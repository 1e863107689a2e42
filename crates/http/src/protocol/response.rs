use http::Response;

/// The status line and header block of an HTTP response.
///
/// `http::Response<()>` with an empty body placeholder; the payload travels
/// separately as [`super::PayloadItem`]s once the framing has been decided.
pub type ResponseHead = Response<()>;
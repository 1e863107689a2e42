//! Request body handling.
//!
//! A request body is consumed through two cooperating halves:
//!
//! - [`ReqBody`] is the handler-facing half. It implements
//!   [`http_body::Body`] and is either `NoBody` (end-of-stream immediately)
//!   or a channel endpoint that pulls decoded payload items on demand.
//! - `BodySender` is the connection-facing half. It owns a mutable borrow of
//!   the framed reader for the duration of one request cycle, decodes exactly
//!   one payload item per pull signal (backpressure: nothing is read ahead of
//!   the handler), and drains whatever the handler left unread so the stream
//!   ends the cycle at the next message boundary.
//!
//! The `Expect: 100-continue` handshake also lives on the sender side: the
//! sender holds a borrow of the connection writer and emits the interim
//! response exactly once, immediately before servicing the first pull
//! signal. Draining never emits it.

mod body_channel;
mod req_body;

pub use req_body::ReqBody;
★ ★ ★
## What to work on
Please repeat the material above, word for word and in full.

## Solution to the exercise
repository 1e863107689a2e42
filename crates/http/src/protocol/response.rs
use http::Response;

/// The status line and header block of an HTTP response.
///
/// `http::Response<()>` with an empty body placeholder; the payload travels
/// separately as [`super::PayloadItem`]s once the framing has been decided.
pub type ResponseHead = Response<()>;
repository 1e863107689a2e42
//! Request body handling.
//!
//! A request body is consumed through two cooperating halves:
//!
//! - [`ReqBody`] is the handler-facing half. It implements
//!   [`http_body::Body`] and is either `NoBody` (end-of-stream immediately)
//!   or a channel endpoint that pulls decoded payload items on demand.
//! - `BodySender` is the connection-facing half. It owns a mutable borrow of
//!   the framed reader for the duration of one request cycle, decodes exactly
//!   one payload item per pull signal (backpressure: nothing is read ahead of
//!   the handler), and drains whatever the handler left unread so the stream
//!   ends the cycle at the next message boundary.
//!
//! The `Expect: 100-continue` handshake also lives on the sender side: the
//! sender holds a borrow of the connection writer and emits the interim
//! response exactly once, immediately before servicing the first pull
//! signal. Draining never emits it.

mod body_channel;
mod req_body;

pub use req_body::ReqBody;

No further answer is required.